● Supplied records
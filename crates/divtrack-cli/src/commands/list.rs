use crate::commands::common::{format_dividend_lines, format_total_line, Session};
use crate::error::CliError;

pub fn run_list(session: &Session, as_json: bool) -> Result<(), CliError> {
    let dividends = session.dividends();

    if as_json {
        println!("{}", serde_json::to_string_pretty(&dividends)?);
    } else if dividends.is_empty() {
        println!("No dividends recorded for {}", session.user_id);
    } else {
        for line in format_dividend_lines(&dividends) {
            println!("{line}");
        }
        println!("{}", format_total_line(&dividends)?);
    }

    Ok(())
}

● What you have to do
Without altering a single word, repeat the material.

● Solution
filename crates/divtrack-cli/src/commands/list.rs
use crate::commands::common::{format_dividend_lines, format_total_line, Session};
use crate::error::CliError;

pub fn run_list(session: &Session, as_json: bool) -> Result<(), CliError> {
    let dividends = session.dividends();

    if as_json {
        println!("{}", serde_json::to_string_pretty(&dividends)?);
    } else if dividends.is_empty() {
        println!("No dividends recorded for {}", session.user_id);
    } else {
        for line in format_dividend_lines(&dividends) {
            println!("{line}");
        }
        println!("{}", format_total_line(&dividends)?);
    }

    Ok(())
}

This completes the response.